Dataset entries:

══════

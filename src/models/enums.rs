use serde::{Deserialize, Serialize};
use thiserror::Error;

#[derive(Error, Debug, Clone, PartialEq, Eq)]
#[error("Invalid value for {field}: {value}")]
pub struct InvalidEnum {
    pub field: String,
    pub value: String,
}

/// Macro to generate enum with as_str + std::str::FromStr pattern
macro_rules! str_enum {
    ($name:ident { $($variant:ident => $s:literal),+ $(,)? }) => {
        #[derive(Debug, Clone, Copy, PartialEq, Eq, Hash, Serialize, Deserialize)]
        pub enum $name {
            $(#[serde(rename = $s)] $variant),+
        }

        impl $name {
            pub fn as_str(&self) -> &'static str {
                match self {
                    $(Self::$variant => $s),+
                }
            }
        }

        impl std::fmt::Display for $name {
            fn fmt(&self, f: &mut std::fmt::Formatter<'_>) -> std::fmt::Result {
                f.write_str(self.as_str())
            }
        }

        impl std::str::FromStr for $name {
            type Err = InvalidEnum;

            fn from_str(s: &str) -> Result<Self, Self::Err> {
                match s {
                    $($s => Ok(Self::$variant)),+,
                    _ => Err(InvalidEnum {
                        field: stringify!($name).into(),
                        value: s.into(),
                    }),
                }
            }
        }
    };
}

str_enum!(DocumentType {
    Laboratorio => "LAB",
    ProntoSoccorso => "PS",
    Dimissione => "DIMOSP",
    Specialistica => "SPEC",
    Altro => "DOC",
});

str_enum!(FieldKind {
    Name => "name",
    FiscalCode => "fiscal_code",
    Address => "address",
    Phone => "phone",
    DateOfBirth => "date_of_birth",
    Email => "email",
    Other => "other",
});

str_enum!(StrategyKind {
    Simple => "simple",
    Structured => "structured",
    Table => "table",
});

str_enum!(ProviderKind {
    Anthropic => "anthropic",
    OpenAi => "openai",
    Gemini => "gemini",
    Ollama => "ollama",
    OpenAiCompatible => "openai_compatible",
    Cli => "cli",
    Stub => "stub",
});

str_enum!(AnalysisStatus {
    Ok => "ok",
    ProviderError => "provider_error",
    Timeout => "timeout",
    Rejected => "rejected",
});

str_enum!(FailureKind {
    Extraction => "extraction",
    RedactionIntegrity => "redaction_integrity",
    ProviderTransient => "provider_transient",
    ProviderPermanent => "provider_permanent",
    Cancelled => "cancelled",
});

str_enum!(RuleLayer {
    Profile => "profile",
    Generic => "generic",
    Propagated => "propagated",
});

str_enum!(IntegrityStatus {
    Verified => "verified",
    Violated => "violated",
});

str_enum!(ProviderErrorKind {
    Timeout => "timeout",
    Connection => "connection",
    RateLimited => "rate_limited",
    Server => "server",
    Auth => "auth",
    MalformedRequest => "malformed_request",
    ContentPolicy => "content_policy",
    MalformedResponse => "malformed_response",
    Unavailable => "unavailable",
    ProcessFailed => "process_failed",
});

impl DocumentType {
    /// Human-readable label, as used in the downloaded file report.
    pub fn label(&self) -> &'static str {
        match self {
            Self::Laboratorio => "LABORATORIO",
            Self::ProntoSoccorso => "PRONTO SOCCORSO",
            Self::Dimissione => "DIMISSIONE OSPEDALIERA",
            Self::Specialistica => "SPECIALISTICA",
            Self::Altro => "ALTRO",
        }
    }

    /// Derive the type from an FSE "tipologia" string.
    pub fn from_tipologia(tipologia: &str) -> Self {
        let upper = tipologia.trim().to_uppercase();
        if upper.contains("LABORATORIO") {
            Self::Laboratorio
        } else if upper.contains("PRONTO SOCCORSO") {
            Self::ProntoSoccorso
        } else if upper.contains("DIMISSIONE") {
            Self::Dimissione
        } else if upper.starts_with("REFERTO") {
            Self::Specialistica
        } else {
            Self::Altro
        }
    }

    /// Infer the type from lowercase filename tokens.
    ///
    /// Precedence is LAB > PS > DIMOSP > SPEC, so a "referto" carrying a
    /// lab token is still a lab document. `None` when no token is known.
    pub fn from_filename_tokens(tokens: &[String]) -> Option<Self> {
        let has = |candidates: &[&str]| tokens.iter().any(|t| candidates.contains(&t.as_str()));

        if has(&["lab", "labs", "laboratorio", "analisi", "esami"]) {
            Some(Self::Laboratorio)
        } else if has(&["ps", "prontosoccorso", "pronto", "soccorso"]) {
            Some(Self::ProntoSoccorso)
        } else if has(&["dimosp", "dimissione", "dimissioni"]) {
            Some(Self::Dimissione)
        } else if has(&["spec", "referto", "specialistica", "visita"]) {
            Some(Self::Specialistica)
        } else if has(&["doc"]) {
            Some(Self::Altro)
        } else {
            None
        }
    }
}

impl FieldKind {
    /// Fixed placeholder substituted for every span of this kind.
    pub fn placeholder(&self) -> &'static str {
        match self {
            Self::Name => "[NOME]",
            Self::FiscalCode => "[CF]",
            Self::Address => "[INDIRIZZO]",
            Self::Phone => "[TELEFONO]",
            Self::DateOfBirth => "[DATA_NASCITA]",
            Self::Email => "[EMAIL]",
            Self::Other => "[DATO]",
        }
    }

    pub const ALL: [FieldKind; 7] = [
        Self::Name,
        Self::FiscalCode,
        Self::Address,
        Self::Phone,
        Self::DateOfBirth,
        Self::Email,
        Self::Other,
    ];
}

impl StrategyKind {
    /// Fallback order: cheapest reconstruction first.
    pub const SEVERITY_ORDER: [StrategyKind; 3] = [Self::Simple, Self::Structured, Self::Table];
}

impl ProviderErrorKind {
    /// Worth another attempt: the same request may succeed later.
    pub fn is_transient(&self) -> bool {
        matches!(
            self,
            Self::Timeout | Self::Connection | Self::RateLimited | Self::Server
        )
    }
}

impl ProviderKind {
    /// Model used when the configuration names none.
    pub fn default_model(&self) -> &'static str {
        match self {
            Self::Anthropic => "claude-3-5-haiku-latest",
            Self::OpenAi | Self::OpenAiCompatible => "gpt-4o-mini",
            Self::Gemini => "gemini-1.5-flash",
            Self::Ollama => "medgemma:4b",
            Self::Cli => "cli",
            Self::Stub => "stub",
        }
    }

    /// Needs an API key to be constructed.
    pub fn requires_api_key(&self) -> bool {
        matches!(self, Self::Anthropic | Self::OpenAi | Self::Gemini)
    }
}

impl FailureKind {
    /// What the caller should tell the user about this document.
    pub fn user_action(&self) -> &'static str {
        match self {
            Self::Extraction => "document skipped, can retry",
            Self::RedactionIntegrity => "document redaction unsafe, withheld from analysis",
            Self::ProviderTransient => "provider unavailable, retry later",
            Self::ProviderPermanent => "provider refused the request",
            Self::Cancelled => "batch cancelled before this document, can retry",
        }
    }
}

══════

Transcribe the records above in full, exactly as they stand.

filename src/models/enums.rs
use serde::{Deserialize, Serialize};
use thiserror::Error;

#[derive(Error, Debug, Clone, PartialEq, Eq)]
#[error("Invalid value for {field}: {value}")]
pub struct InvalidEnum {
    pub field: String,
    pub value: String,
}

/// Macro to generate enum with as_str + std::str::FromStr pattern
macro_rules! str_enum {
    ($name:ident { $($variant:ident => $s:literal),+ $(,)? }) => {
        #[derive(Debug, Clone, Copy, PartialEq, Eq, Hash, Serialize, Deserialize)]
        pub enum $name {
            $(#[serde(rename = $s)] $variant),+
        }

        impl $name {
            pub fn as_str(&self) -> &'static str {
                match self {
                    $(Self::$variant => $s),+
                }
            }
        }

        impl std::fmt::Display for $name {
            fn fmt(&self, f: &mut std::fmt::Formatter<'_>) -> std::fmt::Result {
                f.write_str(self.as_str())
            }
        }

        impl std::str::FromStr for $name {
            type Err = InvalidEnum;

            fn from_str(s: &str) -> Result<Self, Self::Err> {
                match s {
                    $($s => Ok(Self::$variant)),+,
                    _ => Err(InvalidEnum {
                        field: stringify!($name).into(),
                        value: s.into(),
                    }),
                }
            }
        }
    };
}

str_enum!(DocumentType {
    Laboratorio => "LAB",
    ProntoSoccorso => "PS",
    Dimissione => "DIMOSP",
    Specialistica => "SPEC",
    Altro => "DOC",
});

str_enum!(FieldKind {
    Name => "name",
    FiscalCode => "fiscal_code",
    Address => "address",
    Phone => "phone",
    DateOfBirth => "date_of_birth",
    Email => "email",
    Other => "other",
});

str_enum!(StrategyKind {
    Simple => "simple",
    Structured => "structured",
    Table => "table",
});

str_enum!(ProviderKind {
    Anthropic => "anthropic",
    OpenAi => "openai",
    Gemini => "gemini",
    Ollama => "ollama",
    OpenAiCompatible => "openai_compatible",
    Cli => "cli",
    Stub => "stub",
});

str_enum!(AnalysisStatus {
    Ok => "ok",
    ProviderError => "provider_error",
    Timeout => "timeout",
    Rejected => "rejected",
});

str_enum!(FailureKind {
    Extraction => "extraction",
    RedactionIntegrity => "redaction_integrity",
    ProviderTransient => "provider_transient",
    ProviderPermanent => "provider_permanent",
    Cancelled => "cancelled",
});

str_enum!(RuleLayer {
    Profile => "profile",
    Generic => "generic",
    Propagated => "propagated",
});

str_enum!(IntegrityStatus {
    Verified => "verified",
    Violated => "violated",
});

str_enum!(ProviderErrorKind {
    Timeout => "timeout",
    Connection => "connection",
    RateLimited => "rate_limited",
    Server => "server",
    Auth => "auth",
    MalformedRequest => "malformed_request",
    ContentPolicy => "content_policy",
    MalformedResponse => "malformed_response",
    Unavailable => "unavailable",
    ProcessFailed => "process_failed",
});

impl DocumentType {
    /// Human-readable label, as used in the downloaded file report.
    pub fn label(&self) -> &'static str {
        match self {
            Self::Laboratorio => "LABORATORIO",
            Self::ProntoSoccorso => "PRONTO SOCCORSO",
            Self::Dimissione => "DIMISSIONE OSPEDALIERA",
            Self::Specialistica => "SPECIALISTICA",
            Self::Altro => "ALTRO",
        }
    }

    /// Derive the type from an FSE "tipologia" string.
    pub fn from_tipologia(tipologia: &str) -> Self {
        let upper = tipologia.trim().to_uppercase();
        if upper.contains("LABORATORIO") {
            Self::Laboratorio
        } else if upper.contains("PRONTO SOCCORSO") {
            Self::ProntoSoccorso
        } else if upper.contains("DIMISSIONE") {
            Self::Dimissione
        } else if upper.starts_with("REFERTO") {
            Self::Specialistica
        } else {
            Self::Altro
        }
    }

    /// Infer the type from lowercase filename tokens.
    ///
    /// Precedence is LAB > PS > DIMOSP > SPEC, so a "referto" carrying a
    /// lab token is still a lab document. `None` when no token is known.
    pub fn from_filename_tokens(tokens: &[String]) -> Option<Self> {
        let has = |candidates: &[&str]| tokens.iter().any(|t| candidates.contains(&t.as_str()));

        if has(&["lab", "labs", "laboratorio", "analisi", "esami"]) {
            Some(Self::Laboratorio)
        } else if has(&["ps", "prontosoccorso", "pronto", "soccorso"]) {
            Some(Self::ProntoSoccorso)
        } else if has(&["dimosp", "dimissione", "dimissioni"]) {
            Some(Self::Dimissione)
        } else if has(&["spec", "referto", "specialistica", "visita"]) {
            Some(Self::Specialistica)
        } else if has(&["doc"]) {
            Some(Self::Altro)
        } else {
            None
        }
    }
}

impl FieldKind {
    /// Fixed placeholder substituted for every span of this kind.
    pub fn placeholder(&self) -> &'static str {
        match self {
            Self::Name => "[NOME]",
            Self::FiscalCode => "[CF]",
            Self::Address => "[INDIRIZZO]",
            Self::Phone => "[TELEFONO]",
            Self::DateOfBirth => "[DATA_NASCITA]",
            Self::Email => "[EMAIL]",
            Self::Other => "[DATO]",
        }
    }

    pub const ALL: [FieldKind; 7] = [
        Self::Name,
        Self::FiscalCode,
        Self::Address,
        Self::Phone,
        Self::DateOfBirth,
        Self::Email,
        Self::Other,
    ];
}

impl StrategyKind {
    /// Fallback order: cheapest reconstruction first.
    pub const SEVERITY_ORDER: [StrategyKind; 3] = [Self::Simple, Self::Structured, Self::Table];
}

impl ProviderErrorKind {
    /// Worth another attempt: the same request may succeed later.
    pub fn is_transient(&self) -> bool {
        matches!(
            self,
            Self::Timeout | Self::Connection | Self::RateLimited | Self::Server
        )
    }
}

impl ProviderKind {
    /// Model used when the configuration names none.
    pub fn default_model(&self) -> &'static str {
        match self {
            Self::Anthropic => "claude-3-5-haiku-latest",
            Self::OpenAi | Self::OpenAiCompatible => "gpt-4o-mini",
            Self::Gemini => "gemini-1.5-flash",
            Self::Ollama => "medgemma:4b",
            Self::Cli => "cli",
            Self::Stub => "stub",
        }
    }

    /// Needs an API key to be constructed.
    pub fn requires_api_key(&self) -> bool {
        matches!(self, Self::Anthropic | Self::OpenAi | Self::Gemini)
    }
}

impl FailureKind {
    /// What the caller should tell the user about this document.
    pub fn user_action(&self) -> &'static str {
        match self {
            Self::Extraction => "document skipped, can retry",
            Self::RedactionIntegrity => "document redaction unsafe, withheld from analysis",
            Self::ProviderTransient => "provider unavailable, retry later",
            Self::ProviderPermanent => "provider refused the request",
            Self::Cancelled => "batch cancelled before this document, can retry",
        }
    }
}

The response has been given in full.